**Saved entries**
========

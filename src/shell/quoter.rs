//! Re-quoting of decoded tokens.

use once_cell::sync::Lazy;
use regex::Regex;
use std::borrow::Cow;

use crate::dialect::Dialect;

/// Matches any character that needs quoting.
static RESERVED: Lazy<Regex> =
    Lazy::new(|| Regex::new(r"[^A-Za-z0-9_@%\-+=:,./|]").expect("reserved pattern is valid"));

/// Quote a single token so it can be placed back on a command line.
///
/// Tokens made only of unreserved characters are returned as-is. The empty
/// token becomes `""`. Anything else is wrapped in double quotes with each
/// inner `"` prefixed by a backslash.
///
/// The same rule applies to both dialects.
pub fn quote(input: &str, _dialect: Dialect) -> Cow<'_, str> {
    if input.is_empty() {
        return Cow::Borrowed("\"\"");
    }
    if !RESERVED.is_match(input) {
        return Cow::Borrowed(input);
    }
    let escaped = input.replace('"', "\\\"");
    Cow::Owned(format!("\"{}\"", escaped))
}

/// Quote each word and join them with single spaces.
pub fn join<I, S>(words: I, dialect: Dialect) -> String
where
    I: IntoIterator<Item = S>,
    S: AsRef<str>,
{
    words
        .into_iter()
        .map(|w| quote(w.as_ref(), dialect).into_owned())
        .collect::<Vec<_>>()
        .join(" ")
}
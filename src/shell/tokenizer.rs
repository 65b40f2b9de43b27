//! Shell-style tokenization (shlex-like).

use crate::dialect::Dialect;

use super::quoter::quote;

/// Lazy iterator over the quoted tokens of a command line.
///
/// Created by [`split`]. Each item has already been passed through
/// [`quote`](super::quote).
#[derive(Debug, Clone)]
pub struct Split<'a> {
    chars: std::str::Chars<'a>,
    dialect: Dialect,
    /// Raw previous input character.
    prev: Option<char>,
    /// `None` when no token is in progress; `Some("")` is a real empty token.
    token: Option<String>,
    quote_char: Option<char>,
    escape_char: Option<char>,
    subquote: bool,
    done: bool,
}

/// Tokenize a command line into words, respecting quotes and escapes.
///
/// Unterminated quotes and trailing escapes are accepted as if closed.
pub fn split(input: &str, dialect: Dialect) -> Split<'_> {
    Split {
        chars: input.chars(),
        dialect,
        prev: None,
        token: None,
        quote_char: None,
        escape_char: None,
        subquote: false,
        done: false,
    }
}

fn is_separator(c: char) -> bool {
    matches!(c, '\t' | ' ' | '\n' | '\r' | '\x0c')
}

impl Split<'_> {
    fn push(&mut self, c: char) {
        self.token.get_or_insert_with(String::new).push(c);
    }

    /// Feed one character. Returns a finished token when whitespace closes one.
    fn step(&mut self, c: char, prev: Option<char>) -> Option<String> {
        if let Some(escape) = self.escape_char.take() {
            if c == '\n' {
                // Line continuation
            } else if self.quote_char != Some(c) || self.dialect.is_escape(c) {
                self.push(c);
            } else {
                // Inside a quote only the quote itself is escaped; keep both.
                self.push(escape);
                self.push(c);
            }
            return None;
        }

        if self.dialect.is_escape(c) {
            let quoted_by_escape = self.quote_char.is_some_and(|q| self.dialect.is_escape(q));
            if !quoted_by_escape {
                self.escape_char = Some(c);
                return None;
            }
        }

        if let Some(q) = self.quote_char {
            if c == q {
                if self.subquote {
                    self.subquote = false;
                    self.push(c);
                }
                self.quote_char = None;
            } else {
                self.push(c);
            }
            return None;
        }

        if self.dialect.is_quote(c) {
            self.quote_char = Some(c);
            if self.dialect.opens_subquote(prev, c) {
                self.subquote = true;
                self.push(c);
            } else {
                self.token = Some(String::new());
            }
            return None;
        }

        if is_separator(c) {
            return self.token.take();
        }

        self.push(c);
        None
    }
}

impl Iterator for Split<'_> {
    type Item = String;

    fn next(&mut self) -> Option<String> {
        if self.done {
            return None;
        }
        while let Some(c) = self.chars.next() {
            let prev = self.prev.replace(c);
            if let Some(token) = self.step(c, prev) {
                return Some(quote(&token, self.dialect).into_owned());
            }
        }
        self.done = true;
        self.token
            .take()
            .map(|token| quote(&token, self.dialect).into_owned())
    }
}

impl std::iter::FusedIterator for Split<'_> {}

========

**EXERCISE PROMPT**
Restate every entry above exactly as it stands.

**RESULT**
filename src/shell/quoter.rs
//! Re-quoting of decoded tokens.

use once_cell::sync::Lazy;
use regex::Regex;
use std::borrow::Cow;

use crate::dialect::Dialect;

/// Matches any character that needs quoting.
static RESERVED: Lazy<Regex> =
    Lazy::new(|| Regex::new(r"[^A-Za-z0-9_@%\-+=:,./|]").expect("reserved pattern is valid"));

/// Quote a single token so it can be placed back on a command line.
///
/// Tokens made only of unreserved characters are returned as-is. The empty
/// token becomes `""`. Anything else is wrapped in double quotes with each
/// inner `"` prefixed by a backslash.
///
/// The same rule applies to both dialects.
pub fn quote(input: &str, _dialect: Dialect) -> Cow<'_, str> {
    if input.is_empty() {
        return Cow::Borrowed("\"\"");
    }
    if !RESERVED.is_match(input) {
        return Cow::Borrowed(input);
    }
    let escaped = input.replace('"', "\\\"");
    Cow::Owned(format!("\"{}\"", escaped))
}

/// Quote each word and join them with single spaces.
pub fn join<I, S>(words: I, dialect: Dialect) -> String
where
    I: IntoIterator<Item = S>,
    S: AsRef<str>,
{
    words
        .into_iter()
        .map(|w| quote(w.as_ref(), dialect).into_owned())
        .collect::<Vec<_>>()
        .join(" ")
}
filename src/shell/tokenizer.rs
repository 65b40f2b9de43b27
//! Shell-style tokenization (shlex-like).

use crate::dialect::Dialect;

use super::quoter::quote;

/// Lazy iterator over the quoted tokens of a command line.
///
/// Created by [`split`]. Each item has already been passed through
/// [`quote`](super::quote).
#[derive(Debug, Clone)]
pub struct Split<'a> {
    chars: std::str::Chars<'a>,
    dialect: Dialect,
    /// Raw previous input character.
    prev: Option<char>,
    /// `None` when no token is in progress; `Some("")` is a real empty token.
    token: Option<String>,
    quote_char: Option<char>,
    escape_char: Option<char>,
    subquote: bool,
    done: bool,
}

/// Tokenize a command line into words, respecting quotes and escapes.
///
/// Unterminated quotes and trailing escapes are accepted as if closed.
pub fn split(input: &str, dialect: Dialect) -> Split<'_> {
    Split {
        chars: input.chars(),
        dialect,
        prev: None,
        token: None,
        quote_char: None,
        escape_char: None,
        subquote: false,
        done: false,
    }
}

fn is_separator(c: char) -> bool {
    matches!(c, '\t' | ' ' | '\n' | '\r' | '\x0c')
}

impl Split<'_> {
    fn push(&mut self, c: char) {
        self.token.get_or_insert_with(String::new).push(c);
    }

    /// Feed one character. Returns a finished token when whitespace closes one.
    fn step(&mut self, c: char, prev: Option<char>) -> Option<String> {
        if let Some(escape) = self.escape_char.take() {
            if c == '\n' {
                // Line continuation
            } else if self.quote_char != Some(c) || self.dialect.is_escape(c) {
                self.push(c);
            } else {
                // Inside a quote only the quote itself is escaped; keep both.
                self.push(escape);
                self.push(c);
            }
            return None;
        }

        if self.dialect.is_escape(c) {
            let quoted_by_escape = self.quote_char.is_some_and(|q| self.dialect.is_escape(q));
            if !quoted_by_escape {
                self.escape_char = Some(c);
                return None;
            }
        }

        if let Some(q) = self.quote_char {
            if c == q {
                if self.subquote {
                    self.subquote = false;
                    self.push(c);
                }
                self.quote_char = None;
            } else {
                self.push(c);
            }
            return None;
        }

        if self.dialect.is_quote(c) {
            self.quote_char = Some(c);
            if self.dialect.opens_subquote(prev, c) {
                self.subquote = true;
                self.push(c);
            } else {
                self.token = Some(String::new());
            }
            return None;
        }

        if is_separator(c) {
            return self.token.take();
        }

        self.push(c);
        None
    }
}

impl Iterator for Split<'_> {
    type Item = String;

    fn next(&mut self) -> Option<String> {
        if self.done {
            return None;
        }
        while let Some(c) = self.chars.next() {
            let prev = self.prev.replace(c);
            if let Some(token) = self.step(c, prev) {
                return Some(quote(&token, self.dialect).into_owned());
            }
        }
        self.done = true;
        self.token
            .take()
            .map(|token| quote(&token, self.dialect).into_owned())
    }
}

impl std::iter::FusedIterator for Split<'_> {}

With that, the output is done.